Doch warum ist die Ehe der von Gott vorgesehene Schutzraum für das Leben in der Beziehung der Geschlechter und der Generationen? Welche biblischen Leitlinien und welche soziologischen Belege gibt es dafür? Schauen wir uns diese Verhältnisbestimmungen genauer an.
[1]Vgl. dazu White, Joel 2021. Was sich Gott dabei gedacht hat: Die biblische Basis einer christlichen Sexualethik, Holzgerlingen: SCM R. Brockhaus.
Die Ehe als Schutzraum für Mann und Frau
Die Ehe als Schutzraum für Mann und Frau
Zu den bekanntesten Geschichten der Bibel dürfte diejenige des Ehebruchs des Königs David mit Batseba, der Ehefrau eines seiner Heerführer, gehören (2 Sam 11). Die Geschichte wirft ein bezeichnendes Licht auf die destruktiven Dynamiken von außerhalb der Ehe gelebter Sexualität. Dabei erweist sich dieser alte Text als hochaktuell.

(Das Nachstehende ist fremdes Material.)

impl DirectRunner {
    pub fn new(config: EngineConfig) -> Self {
        // No idle connections: a pooled socket to the port would make this
        // process show up as a holder of it.
        let http = reqwest::Client::builder()
            .timeout(Duration::from_secs(5))
            .pool_max_idle_per_host(0)
            .build()
            .unwrap_or_else(|_| reqwest::Client::new());
        Self {
            config,
            readiness: ReadinessPolicy::default(),
            timeouts: RunnerTimeouts::default(),
            http,
            lock: Mutex::new(()),
        }
    }

    pub fn with_readiness_policy(mut self, readiness: ReadinessPolicy) -> Self {
        self.readiness = readiness;
        self
    }

    pub fn with_timeouts(mut self, timeouts: RunnerTimeouts) -> Self {
        self.timeouts = timeouts;
        self
    }

    async fn stage(&self, submission: &Submission<'_>) -> Result<(), ExecutionError> {
        tokio::fs::write(submission.exercise_dir.join(ENTRY_POINT), submission.code()).await?;
        Ok(())
    }

    fn launch_server(&self, dir: &Path) -> Result<BackgroundProcess, ExecutionError> {
        BackgroundProcess::spawn(&self.config.runtime_bin, &[ENTRY_POINT], dir)
    }

    /// Poll the server root until anything answers. A process that exits
    /// early ends the wait.
    async fn wait_until_ready(&self, server: &mut BackgroundProcess) -> bool {
        let url = format!("http://localhost:{}/", self.config.server_port);
        for attempt in 1..=self.readiness.attempts {
            tokio::time::sleep(self.readiness.interval).await;
            if self.http.get(&url).send().await.is_ok() {
                debug!(attempt, "Server answered readiness check");
                return true;
            }
            if server.has_exited() {
                debug!(attempt, "Server process exited before answering");
                return false;
            }
        }
        false
    }

    /// Free the port, stage, launch and wait. On failure the process is already stopped.
    async fn start_server(&self, submission: &Submission<'_>) -> Result<BackgroundProcess, (&'static str, ExecutionError)> {
        free_port(self.config.server_port).await;
        self.stage(submission).await.map_err(|e| ("Server Setup", e))?;

        let mut server = self
            .launch_server(&submission.exercise_dir)
            .map_err(|e| ("Server Setup", e))?;

        if self.wait_until_ready(&mut server).await {
            info!(port = self.config.server_port, "Server started successfully");
            Ok(server)
        } else {
            let output = server.stop().await;
            warn!(port = self.config.server_port, "Server startup timeout");
            Err(("Server Startup", ExecutionError::StartupTimeout(output)))
        }
    }

    async fn run_test_command(&self, dir: &Path, limit: Duration) -> Result<ProcessOutput, ExecutionError> {
        let Some((program, args)) = self.config.test_command.split_first() else {
            return Err(ExecutionError::Spawn {
                program: String::new(),
                source: std::io::Error::new(std::io::ErrorKind::InvalidInput, "empty test command"),
            });
        };
        let args = args.iter().map(String::as_str).collect::<Vec<_>>();
        run_foreground(program, &args, dir, limit).await
    }

    async fn run_function(&self, submission: &Submission<'_>) -> RunResult {
        let module_id = submission.module_id();
        let exercise_type = submission.exercise_type;

        if let Err(e) = self.stage(submission).await {
            return RunResult::failed(
                module_id,
                exercise_type,
                "Failed to write code to file",
                e.to_string(),
                submission.elapsed_ms(),
            );
        }

        let outcome = run_foreground(
            &self.config.runtime_bin,
            &[ENTRY_POINT],
            &submission.exercise_dir,
            self.timeouts.run,
        )
        .await;

        match outcome {
            Ok(out) if out.success => RunResult::succeeded(
                module_id,
                exercise_type,
                "Code executed successfully",
                out.output,
                submission.elapsed_ms(),
            ),
            Ok(out) => {
                let error = if out.output.is_empty() {
                    format!("process exited with status {}", out.code.unwrap_or(-1))
                } else {
                    out.output
                };
                RunResult::failed(module_id, exercise_type, "Code execution failed", error, submission.elapsed_ms())
            }
            Err(e) => RunResult::failed(module_id, exercise_type, e.summary(), e.to_string(), submission.elapsed_ms()),
        }
    }

    async fn run_server(&self, submission: &Submission<'_>) -> RunResult {
        let module_id = submission.module_id();
        let exercise_type = submission.exercise_type;

        match self.start_server(submission).await {
            Ok(server) => {
                let output = server.stop().await;
                RunResult::succeeded(
                    module_id,
                    exercise_type,
                    "Server started successfully",
                    output,
                    submission.elapsed_ms(),
                )
            }
            Err((_, e)) => RunResult::failed(module_id, exercise_type, e.summary(), e.to_string(), submission.elapsed_ms()),
        }
    }

    fn normalize(&self, submission: &Submission<'_>, output: &str) -> TestSuiteResult {
        let normalized = normalizer::normalize(
            submission.module_id(),
            submission.exercise_type,
            output,
            submission.elapsed_ms(),
        );
        if normalized.tier != ReportTier::Structured {
            warn!(module_id = submission.module_id(), tier = ?normalized.tier, "Test report was not structured");
        }
        normalized.suite
    }

    async fn test_function(&self, submission: &Submission<'_>) -> TestSuiteResult {
        if let Err(e) = self.stage(submission).await {
            return self.phase_failure(submission, "Function Setup", e);
        }

        match self.run_test_command(&submission.exercise_dir, self.timeouts.function_test).await {
            // Test frameworks exit non-zero on failures; the report decides
            Ok(out) => self.normalize(submission, &out.output),
            Err(e) => self.phase_failure(submission, "Test Execution", e),
        }
    }

    async fn test_server(&self, submission: &Submission<'_>) -> TestSuiteResult {
        let server = match self.start_server(submission).await {
            Ok(server) => server,
            Err((phase, e)) => return self.phase_failure(submission, phase, e),
        };

        let outcome = self
            .run_test_command(&submission.exercise_dir, self.timeouts.server_test)
            .await;
        let server_output = server.stop().await;
        debug!(bytes = server_output.len(), "Server stopped after tests");

        match outcome {
            Ok(out) => self.normalize(submission, &out.output),
            Err(e) => self.phase_failure(submission, "Test Execution", e),
        }
    }

    fn phase_failure(&self, submission: &Submission<'_>, phase: &str, error: ExecutionError) -> TestSuiteResult {
        warn!(module_id = submission.module_id(), phase, error = %error, "Test run failed");
        TestSuiteResult::phase_failure(
            submission.module_id(),
            submission.exercise_type,
            phase,
            error.to_string(),
            submission.elapsed_ms(),
        )
    }
}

Alles beginnt damit, dass Davids Blick auf dem attraktiven Körper der nackt badenden Batseba ruht. Er wäre gut beraten gewesen, seinen Blick schleunigst abzuwenden, nicht nur, weil er in dieser Situation die Intimsphäre dieser Frau verletzt und sie zum Sexobjekt degradiert, sondern auch zum Selbstschutz, um sein Ehegelübde zu halten. Doch so erliegt er den Reizen der Frau. Er lässt sie zu sich rufen und schläft mit ihr. David nutzt dabei das zwischen ihm als König und Batseba bestehende Machtgefälle aus. Auch darin erweist sich unser Text als hochaktuell, berichten doch in jüngerer Zeit immer wieder z.T. sogar prominente Frauen, dass sie von «mächtigen Männern» zu sexuellen Handlungen genötigt, z.T. sogar vergewaltigt wurden. Die Davids-Geschichte ist realistisch genug, nicht die Frage zu stellen, ob Batseba dem Sex zugestimmt hat. David bringt sie schlicht in eine Situation, in der es darauf nicht ankommt, und so erleben es Frauen auch heute noch.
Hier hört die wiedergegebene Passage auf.